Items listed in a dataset
<<<<
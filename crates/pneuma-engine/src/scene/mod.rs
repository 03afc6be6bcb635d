//! Scene tree and draw stream.
//!
//! Responsibilities:
//! - describe components as trees of styled shapes (`Node`)
//! - address subtrees by index paths (`NodePath`)
//! - flatten trees into a deterministic draw order (z-index + insertion order)
//! - keep shape-specific geometry isolated per shape file under `scene::shapes`

mod cmd;
mod key;
mod list;
mod node;
mod path;
mod z_index;

pub mod shapes;

pub use cmd::DrawCmd;
pub use key::SortKey;
pub use list::{DrawItem, DrawList};
pub use node::{Item, Node, DOT_RADIUS};
pub use path::{NodePath, PathError};
pub use shapes::Shape;
pub use z_index::ZIndex;
use core::f32::consts::FRAC_PI_2;

use serde::{Deserialize, Serialize};

use crate::coords::{Affine, Rect, Vec2};

use super::{flatten_arc, PathShape, Shape};

/// Rectangle with uniform corner radius, rotated about its centre.
///
/// `radius == 0` is a plain rectangle.
#[derive(Debug, Copy, Clone, PartialEq, Serialize, Deserialize)]
pub struct RoundedRectShape {
    pub center: Vec2,
    pub width: f32,
    pub height: f32,
    pub radius: f32,
    pub rotation: f32,
}

impl RoundedRectShape {
    #[inline]
    pub fn new(center: Vec2, width: f32, height: f32, radius: f32) -> Self {
        Self { center, width, height, radius, rotation: 0.0 }
    }

    /// Corner radius limited to half the shorter side.
    #[inline]
    pub fn effective_radius(&self) -> f32 {
        self.radius.clamp(0.0, 0.5 * self.width.abs().min(self.height.abs()))
    }

    /// Counter-clockwise boundary starting at the top-right corner.
    pub fn outline(&self, tolerance: f32) -> Vec<Vec2> {
        let r = self.effective_radius();
        let hw = self.width.abs() * 0.5;
        let hh = self.height.abs() * 0.5;
        let corners = [
            (Vec2::new(hw - r, hh - r), 0.0),
            (Vec2::new(-hw + r, hh - r), FRAC_PI_2),
            (Vec2::new(-hw + r, -hh + r), 2.0 * FRAC_PI_2),
            (Vec2::new(hw - r, -hh + r), 3.0 * FRAC_PI_2),
        ];
        let mut local = Vec::new();
        for (c, start) in corners {
            if r > 0.0 {
                local.extend(flatten_arc(c, r, start, FRAC_PI_2, tolerance));
            } else {
                local.push(c);
            }
        }
        local
            .into_iter()
            .map(|p| self.center + p.rotated(self.rotation))
            .collect()
    }

    pub fn bounds(&self) -> Rect {
        if self.rotation == 0.0 {
            return Rect::from_center_size(self.center, self.width.abs(), self.height.abs());
        }
        Rect::from_points(self.outline(super::DEFAULT_TOLERANCE)).unwrap_or_default()
    }

    pub fn transformed(&self, t: &Affine) -> Shape {
        match t.as_similarity() {
            Some(sim) => {
                let rotation = if sim.mirrored {
                    sim.rotation - self.rotation
                } else {
                    self.rotation + sim.rotation
                };
                Shape::RoundedRect(RoundedRectShape {
                    center: t.apply(self.center),
                    width: self.width * sim.scale,
                    height: self.height * sim.scale,
                    radius: self.radius * sim.scale,
                    rotation,
                })
            }
            None => Shape::Path(PathShape::closed(self.outline(super::DEFAULT_TOLERANCE)).transformed(t)),
        }
    }
}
>>>>
To do:
Return the lines beginning at the one that contains "let rotation = if" and continuing through the last line of the data, exactly as they stand and without any others.

Written response:
                let rotation = if sim.mirrored {
                    sim.rotation - self.rotation
                } else {
                    self.rotation + sim.rotation
                };
                Shape::RoundedRect(RoundedRectShape {
                    center: t.apply(self.center),
                    width: self.width * sim.scale,
                    height: self.height * sim.scale,
                    radius: self.radius * sim.scale,
                    rotation,
                })
            }
            None => Shape::Path(PathShape::closed(self.outline(super::DEFAULT_TOLERANCE)).transformed(t)),
        }
    }
}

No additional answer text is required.